Baca Juga: Kemenhub Klaim di Hari Pertama Pelarangan Mudik, Jumlah Pergerakan Transportasi Terkendali

Komunikasi yang tidak konsisten itu kemudian membuat masyarakat semakin bingung, belum lagi masyarakat sudah jenuh dan lelah akibat situasi berkepanjangan ini.

"Yang dibutuhkan itu koordinasi integrasi dan sinkronisasi, ini harus satu frekuensi, termasuk ini kan sangat peka, jangan sampai ada kalimat bahasa yang sensitif, kesannya seperti arogan pejabat publik itu," jelasnya.
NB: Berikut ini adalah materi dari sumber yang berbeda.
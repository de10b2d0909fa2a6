use async_trait::async_trait;
use chrono::DateTime;
use chrono::Utc;
use sqlx::PgPool;
use uuid::Uuid;

use crate::authentication::errors::CredentialStoreError;
use crate::authentication::errors::LookupError;
use crate::authentication::models::Principal;
use crate::authentication::ports::CredentialStore;
use crate::authentication::ports::PrincipalLookup;
use crate::domain::user::models::EmailAddress;
use crate::domain::user::models::Role;
use crate::domain::user::models::User;
use crate::domain::user::models::UserId;
use crate::domain::user::models::Username;
use crate::domain::user::ports::UserRepository;
use crate::user::errors::UserError;

pub struct PostgresUserRepository {
    pool: PgPool,
    password_hasher: auth::PasswordHasher,
}

impl PostgresUserRepository {
    pub fn new(pool: PgPool) -> Self {
        Self {
            pool,
            password_hasher: auth::PasswordHasher::new(),
        }
    }

    async fn fetch_by_username(&self, username: &str) -> Result<Option<UserRow>, sqlx::Error> {
        sqlx::query_as::<_, UserRow>(
            r#"
            SELECT id, username, email, password_hash, roles, enabled, created_at
            FROM users
            WHERE username = $1
            "#,
        )
        .bind(username)
        .fetch_optional(&self.pool)
        .await
    }
}

fn role_names(user: &User) -> Vec<String> {
    user.roles.iter().map(|r| r.as_str().to_string()).collect()
}

#[derive(Debug, sqlx::FromRow)]
struct UserRow {
    id: Uuid,
    username: String,
    email: String,
    password_hash: String,
    roles: Vec<String>,
    enabled: bool,
    created_at: DateTime<Utc>,
}

impl UserRow {
    fn authorities(&self) -> impl Iterator<Item = Role> + '_ {
        self.roles.iter().map(|name| Role::new(name.as_str()))
    }
}

impl TryFrom<UserRow> for User {
    type Error = UserError;

    fn try_from(row: UserRow) -> Result<Self, Self::Error> {
        let roles = row.authorities().collect();
        Ok(User {
            id: UserId(row.id),
            username: Username::new(row.username)?,
            email: EmailAddress::new(row.email)?,
            password_hash: row.password_hash,
            roles,
            enabled: row.enabled,
            created_at: row.created_at,
        })
    }
}

#[async_trait]
impl UserRepository for PostgresUserRepository {
    async fn create(&self, user: User) -> Result<User, UserError> {
        let roles = role_names(&user);

        sqlx::query(
            r#"
            INSERT INTO users (id, username, email, password_hash, roles, enabled, created_at)
            VALUES ($1, $2, $3, $4, $5, $6, $7)
            "#,
        )
        .bind(user.id.0)
        .bind(user.username.as_str())
        .bind(user.email.as_str())
        .bind(&user.password_hash)
        .bind(&roles)
        .bind(user.enabled)
        .bind(user.created_at)
        .execute(&self.pool)
        .await
        .map_err(|e| {
            if let Some(db_err) = e.as_database_error() {
                if db_err.is_unique_violation() {
                    if db_err.constraint() == Some("users_username_key") {
                        return UserError::UsernameAlreadyExists(
                            user.username.as_str().to_string(),
                        );
                    }
                    if db_err.constraint() == Some("users_email_key") {
                        return UserError::EmailAlreadyExists(user.email.as_str().to_string());
                    }
                }
            }
            UserError::DatabaseError(e.to_string())
        })?;

        Ok(user)
    }

    async fn find_by_username(&self, username: &Username) -> Result<Option<User>, UserError> {
        self.fetch_by_username(username.as_str())
            .await
            .map_err(|e| UserError::DatabaseError(e.to_string()))?
            .map(User::try_from)
            .transpose()
    }

    async fn delete_by_username(&self, username: &Username) -> Result<(), UserError> {
        let result = sqlx::query(
            r#"
            DELETE FROM users
            WHERE username = $1
            "#,
        )
        .bind(username.as_str())
        .execute(&self.pool)
        .await
        .map_err(|e| UserError::DatabaseError(e.to_string()))?;

        if result.rows_affected() == 0 {
            return Err(UserError::NotFoundByUsername(username.to_string()));
        }

        Ok(())
    }

    async fn update(&self, user: User) -> Result<User, UserError> {
        let roles = role_names(&user);

        let row = sqlx::query_as::<_, UserRow>(
            r#"
            UPDATE users
            SET email = $2, password_hash = $3, roles = $4, enabled = $5
            WHERE username = $1
            RETURNING id, username, email, password_hash, roles, enabled, created_at
            "#,
        )
        .bind(user.username.as_str())
        .bind(user.email.as_str())
        .bind(&user.password_hash)
        .bind(&roles)
        .bind(user.enabled)
        .fetch_optional(&self.pool)
        .await
        .map_err(|e| {
            if let Some(db_err) = e.as_database_error() {
                if db_err.constraint() == Some("users_email_key") {
                    return UserError::EmailAlreadyExists(user.email.as_str().to_string());
                }
            }
            UserError::DatabaseError(e.to_string())
        })?;

        row.ok_or_else(|| UserError::NotFoundByUsername(user.username.to_string()))
            .and_then(User::try_from)
    }

    async fn list_all(&self) -> Result<Vec<User>, UserError> {
        sqlx::query_as::<_, UserRow>(
            r#"
            SELECT id, username, email, password_hash, roles, enabled, created_at
            FROM users
            ORDER BY created_at, username
            "#,
        )
        .fetch_all(&self.pool)
        .await
        .map_err(|e| UserError::DatabaseError(e.to_string()))?
        .into_iter()
        .map(User::try_from)
        .collect()
    }
}

#[async_trait]
impl PrincipalLookup for PostgresUserRepository {
    async fn lookup(&self, identity: &str) -> Result<Option<Principal>, LookupError> {
        let row = self
            .fetch_by_username(identity)
            .await
            .map_err(|e| LookupError::Unavailable(e.to_string()))?;

        Ok(row
            .filter(|row| row.enabled)
            .map(|row| Principal::new(row.username.as_str(), row.authorities().collect())))
    }
}

#[async_trait]
impl CredentialStore for PostgresUserRepository {
    async fn verify(&self, identifier: &str, password: &str) -> Result<bool, CredentialStoreError> {
        let row = self
            .fetch_by_username(identifier)
            .await
            .map_err(|e| CredentialStoreError::Unavailable(e.to_string()))?;

        // Hash is checked even for disabled accounts so timing stays uniform
        let matched = self
            .password_hasher
            .verify_stored(password, row.as_ref().map(|r| r.password_hash.as_str()))
            .map_err(|e| CredentialStoreError::CorruptHash(e.to_string()))?;

        Ok(matched && row.is_some_and(|r| r.enabled))
    }
}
Baca Juga: Segera Daftar ! Unpas Gelar Vaksinasi Covid-19 Bagi Masyarakat Umum dan Mahasiswa, Begini Cara Daftarnya

Maka dari itu, Deden mengingatkan bahwa komunikasi publik di depan dan belakang panggung mungkin akan ada perbedaan, tapi tetap harus satu suara baik yang tersirat ataupun yang terusrat haru sama.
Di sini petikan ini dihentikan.